🛍️ Retail Sales ETL Pipeline

A robust, daily ETL pipeline that simulates ingestion of retail sales data, performs cleaning, transformation, and stores the results into a PostgreSQL database. The entire process is orchestrated using Apache Airflow 3.x.

📦 Stack

Python 3.12
Pandas 2.3
PostgreSQL 16
Apache Airflow 3.0.4
SQLAlchemy 2.x
psycopg 3
Parquet (PyArrow)

📁 Project Structure

data_engg_proj/
├── dags/
│   ├── etl_extract.py           # Picks latest CSV & archives it
│   ├── etl_transform.py         # Cleans & aggregates data
│   ├── etl_load.py              # Loads data to Postgres
│   └── retail_sales_etl_dag.py  # Airflow DAG definition
├── data/
│   ├── incoming/                # Simulated raw CSVs
│   ├── processed/               # Cleaned & aggregated parquet
│   └── archive/                 # Archived raw files post-extract
├── db/
│   └── init.sql                 # SQL schema for Postgres
├── scripts/
│   └── generate_fake_csv.py     # Simulates schema-drifting CSVs
├── .env                         # PostgreSQL connection vars
├── requirements.txt
└── README.md

⚙️ Setup Instructions

🐧 macOS (Local PostgreSQL)

1. Python & DB setup

brew install pyenv postgresql@16
pyenv install 3.12.6
pyenv global 3.12.6
python -m venv venv
source venv/bin/activate

2. Install Python dependencies

pip install "psycopg[binary]" "SQLAlchemy>=2.0,<3" "pandas>=2.3,<2.4" "pyarrow"

3. Initialize PostgreSQL

brew services start postgresql@16
createdb retaildb
psql retaildb -f db/init.sql

🪟 Windows (WSL recommended or native PowerShell)

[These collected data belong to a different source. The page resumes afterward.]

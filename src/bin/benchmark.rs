//! Headless run of the full simulation, for timing the fixed step without a window.
//!
//! `cargo run --release --bin benchmark -- [frames] [seed]`

use std::time::Instant;

use bevy::math::Vec2;
use bounce_playground::config::SimConfig;
use bounce_playground::physics::{InputEvent, Simulation, TopologyError};

fn main() -> Result<(), TopologyError> {
    let mut args = std::env::args().skip(1);
    let frames: u64 = args.next().and_then(|a| a.parse().ok()).unwrap_or(10_000);
    let seed: u64 = args.next().and_then(|a| a.parse().ok()).unwrap_or(42);

    let mut sim = Simulation::new(SimConfig::load().with_seed(seed))?;
    let viewport = sim.viewport();
    let centre = Vec2::new(viewport.width * 0.5, viewport.height * 0.5);

    let started = Instant::now();
    let mut slowest = 0.0f64;
    for frame in 0..frames {
        // poke the ragdoll and fling the ball every few seconds of sim time
        if frame % 180 == 0 {
            sim.push_input(InputEvent::TapAt(centre));
            let ball = sim.state().ball.position;
            sim.push_input(InputEvent::PressAt(ball));
            sim.push_input(InputEvent::MoveTo(ball + Vec2::new(-80.0, 120.0)));
            sim.push_input(InputEvent::Release);
        }
        let tick = Instant::now();
        sim.step();
        slowest = slowest.max(tick.elapsed().as_secs_f64());
    }
    let total = started.elapsed().as_secs_f64();

    let snapshot = sim.snapshot();
    println!("frames:        {frames}");
    println!("seed:          {seed}");
    println!("total:         {:.3} s", total);
    println!("mean step:     {:.2} us", total / frames.max(1) as f64 * 1e6);
    println!("slowest step:  {:.2} us", slowest * 1e6);
    println!(
        "final ball:    ({:.1}, {:.1})",
        snapshot.ball.position.x, snapshot.ball.position.y
    );
    println!("trail points:  {}", snapshot.trail.len());
    Ok(())
}
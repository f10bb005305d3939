use bevy::prelude::*;

use bounce_playground::config::{PHYSICS_HZ, SimConfig};
use bounce_playground::physics::{PhysicsPlugin, Simulation, TopologyError};

fn main() -> Result<(), TopologyError> {
    let simulation = Simulation::new(SimConfig::load())?;

    App::new()
        // Solid black background
        .insert_resource(ClearColor(Color::BLACK))
        // Configure the fixed timestep clock (used in FixedUpdate)
        .insert_resource(Time::<Fixed>::from_hz(PHYSICS_HZ))
        .add_plugins(DefaultPlugins)
        .insert_resource(simulation)
        .add_plugins(PhysicsPlugin)
        .run();
    Ok(())
}
use bevy::prelude::*;

pub mod ball;
pub mod debug;
pub mod error;
pub mod gesture;
pub mod noise;
pub mod platform;
pub mod point;
pub mod ragdoll;
pub mod simulation;
pub mod systems;
pub mod trail;

pub use error::TopologyError;
pub use simulation::{FrameSnapshot, InputEvent, Simulation, Viewport};

use systems::{collect_pointer_input, exit_on_esc_or_q_if_native, step_simulation, sync_viewport};

/// Plug this into your App with `.add_plugins(PhysicsPlugin)`.
///
/// Expects a [`Simulation`] resource to already be inserted.
pub struct PhysicsPlugin;

impl Plugin for PhysicsPlugin {
    fn build(&self, app: &mut App) {
        app.add_systems(Startup, spawn_camera)
            // window size and pointer state feed the simulation's input queue
            .add_systems(
                Update,
                (
                    sync_viewport,
                    collect_pointer_input.after(sync_viewport),
                    debug::draw_scene.after(sync_viewport),
                    exit_on_esc_or_q_if_native,
                ),
            )
            // one simulation frame per fixed tick (rate set in main via Time::<Fixed>)
            .add_systems(FixedUpdate, step_simulation);
    }
}

fn spawn_camera(mut commands: Commands) {
    commands.spawn(Camera2d);
}
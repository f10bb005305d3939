use thiserror::Error;

/// A ragdoll whose topology cannot be relaxed. Raised once, while building.
#[derive(Debug, Clone, PartialEq, Error)]
pub enum TopologyError {
    #[error("constraint {constraint} references joint {joint}, but only {joints} joints exist")]
    JointOutOfRange {
        constraint: usize,
        joint: usize,
        joints: usize,
    },
    #[error("constraint {constraint} connects joint {joint} to itself")]
    SelfConstraint { constraint: usize, joint: usize },
    #[error("constraint {constraint}: {field} = {value} is outside [0, 1]")]
    CoefficientOutOfRange {
        constraint: usize,
        field: &'static str,
        value: f32,
    },
    #[error("angle constraint {constraint}: min {min} exceeds max {max}")]
    EmptyAngleRange { constraint: usize, min: f32, max: f32 },
    #[error("joint {joint} has non-positive mass {mass}")]
    NonPositiveMass { joint: usize, mass: f32 },
}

✅ Recommended: Use WSL (Windows Subsystem for Linux) + Ubuntu
❗ Not recommended: Docker-based Postgres for this project

Option 1: WSL + Ubuntu

sudo apt update && sudo apt install -y python3.12 python3.12-venv postgresql libpq-dev
python3.12 -m venv venv
source venv/bin/activate

pip install "psycopg[binary]" "SQLAlchemy>=2.0,<3" "pandas>=2.3,<2.4" "pyarrow"

sudo service postgresql start
createdb retaildb
psql retaildb -f db/init.sql

Option 2: Native Windows (PowerShell)

Install PostgreSQL 16 for Windows
Install Python 3.12 from https://www.python.org
Then run:

python -m venv venv
.\venv\Scripts\activate
pip install "psycopg[binary]" "SQLAlchemy>=2.0,<3" "pandas>=2.3,<2.4" "pyarrow"

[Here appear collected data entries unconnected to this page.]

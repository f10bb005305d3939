use rand::Rng;

/// Uniform sample in `[-amplitude / 2, amplitude / 2)`.
///
/// Every bit of surface roughness and spin variation goes through here so a
/// seeded rng reproduces a run exactly.
#[inline]
pub fn jitter<R: Rng + ?Sized>(rng: &mut R, amplitude: f32) -> f32 {
    (rng.random::<f32>() - 0.5) * amplitude
}

/// Uniform sample in `[lo, hi]`, tolerating `lo == hi` and swapped bounds.
pub fn in_range<R: Rng + ?Sized>(rng: &mut R, (lo, hi): (f32, f32)) -> f32 {
    let (lo, hi) = if lo <= hi { (lo, hi) } else { (hi, lo) };
    if lo == hi {
        return lo;
    }
    rng.random_range(lo..=hi)
}

#[cfg(test)]
mod tests {
    use super::*;
    use rand::SeedableRng;
    use rand::rngs::StdRng;

    #[test]
    fn jitter_stays_within_half_amplitude() {
        let mut rng = StdRng::seed_from_u64(3);
        for _ in 0..1000 {
            let j = jitter(&mut rng, 0.05);
            assert!((-0.025..0.025).contains(&j), "jitter out of range: {j}");
        }
    }

    #[test]
    fn degenerate_range_returns_bound() {
        let mut rng = StdRng::seed_from_u64(3);
        assert_eq!(in_range(&mut rng, (4.0, 4.0)), 4.0);
        let v = in_range(&mut rng, (10.0, 2.0));
        assert!((2.0..=10.0).contains(&v));
    }
}
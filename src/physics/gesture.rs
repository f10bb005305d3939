use bevy::math::Vec2;
use rand::Rng;
use tracing::{debug, info};

use super::ball::Ball;
use super::noise::jitter;
use crate::config::ChargeConfig;

const LAUNCH_SPIN_FACTOR: f32 = 0.03;
const LAUNCH_SPIN_JITTER: f32 = 0.02;

/// Colour bucket for the aiming arrow.
#[derive(Clone, Copy, Debug, PartialEq, Eq)]
pub enum ChargeBand {
    Weak,
    Medium,
    Strong,
}

/// Press-drag-release launcher. While active the ball is frozen; the drag
/// vector (current - start) becomes the launch direction on release.
#[derive(Clone, Debug, PartialEq)]
pub struct ChargeGesture {
    active: bool,
    start: Vec2,
    current: Vec2,
    config: ChargeConfig,
}

impl ChargeGesture {
    pub fn new(config: ChargeConfig) -> Self {
        Self {
            active: false,
            start: Vec2::ZERO,
            current: Vec2::ZERO,
            config,
        }
    }

    pub fn is_active(&self) -> bool {
        self.active
    }

    pub fn start(&self) -> Vec2 {
        self.start
    }

    pub fn current(&self) -> Vec2 {
        self.current
    }

    pub fn drag(&self) -> Vec2 {
        self.current - self.start
    }

    /// `min(length / max_length, 1)`, zero when idle.
    pub fn power_fraction(&self) -> f32 {
        if !self.active || self.config.max_length <= 0.0 {
            return 0.0;
        }
        (self.drag().length() / self.config.max_length).min(1.0)
    }

    /// Launch speed the current drag would produce, in `[0, max_power]`.
    pub fn power(&self) -> f32 {
        self.power_fraction() * self.config.max_power
    }

    pub fn band(&self) -> ChargeBand {
        match self.power_fraction() {
            f if f < 0.33 => ChargeBand::Weak,
            f if f < 0.66 => ChargeBand::Medium,
            _ => ChargeBand::Strong,
        }
    }

    /// Tip of the aiming arrow: only once the drag is long enough to launch,
    /// and never longer than `max_length`.
    pub fn arrow_end(&self) -> Option<Vec2> {
        if !self.active {
            return None;
        }
        let drag = self.drag();
        let length = drag.length();
        if length < self.config.min_length || length == 0.0 {
            return None;
        }
        Some(self.start + drag / length * length.min(self.config.max_length))
    }

    /// Start charging if `point` is on the ball. Returns whether it started.
    pub fn press(&mut self, point: Vec2, ball: &Ball) -> bool {
        if !ball.contains(point) {
            return false;
        }
        self.active = true;
        self.start = point;
        self.current = point;
        debug!(x = point.x, y = point.y, "charge started");
        true
    }

    pub fn move_to(&mut self, point: Vec2) {
        if self.active {
            self.current = point;
        }
    }

    /// Finish the gesture. A long enough drag sets the ball's velocity and
    /// spin; a short one is dropped. Returns the launch velocity, if any.
    pub fn release<R: Rng + ?Sized>(&mut self, ball: &mut Ball, rng: &mut R) -> Option<Vec2> {
        if !self.active {
            return None;
        }

        let drag = self.drag();
        let length = drag.length();
        let launch = if length >= self.config.min_length && length > 0.0 {
            let velocity = drag / length * self.power();
            let spin = velocity.x * LAUNCH_SPIN_FACTOR + jitter(rng, LAUNCH_SPIN_JITTER);
            ball.launch(velocity, spin);
            info!(speed = velocity.length(), length, "ball launched");
            Some(velocity)
        } else {
            debug!(length, "charge too short, discarded");
            None
        };

        self.clear();
        launch
    }

    /// Pointer left the surface: drop the gesture without launching.
    pub fn cancel(&mut self) {
        if self.active {
            debug!("charge cancelled");
        }
        self.clear();
    }

    fn clear(&mut self) {
        self.active = false;
        self.start = Vec2::ZERO;
        self.current = Vec2::ZERO;
    }
}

Use pgAdmin or CLI to create a new DB called retaildb

psql -U postgres -d retaildb -f db/init.sql

Replace postgres with your DB username if different.

🧪 Manual Pipeline Run (for testing)

# Generate sample CSV with schema drift
python scripts/generate_fake_csv.py

# Clean & aggregate to parquet
python dags/etl_transform.py

# Load to Postgres
python dags/etl_load.py

⏱️ Airflow Integration

Install Airflow 3.0.4 (with constraints)

export AIRFLOW_VERSION=3.0.4
PYVER=$(python -c 'import sys;print(f"{sys.version_info.major}.{sys.version_info.minor}")')
CONSTRAINT_URL="https://raw.githubusercontent.com/apache/airflow/constraints-${AIRFLOW_VERSION}/constraints-${PYVER}.txt"
pip install "apache-airflow==${AIRFLOW_VERSION}" --constraint "$CONSTRAINT_URL"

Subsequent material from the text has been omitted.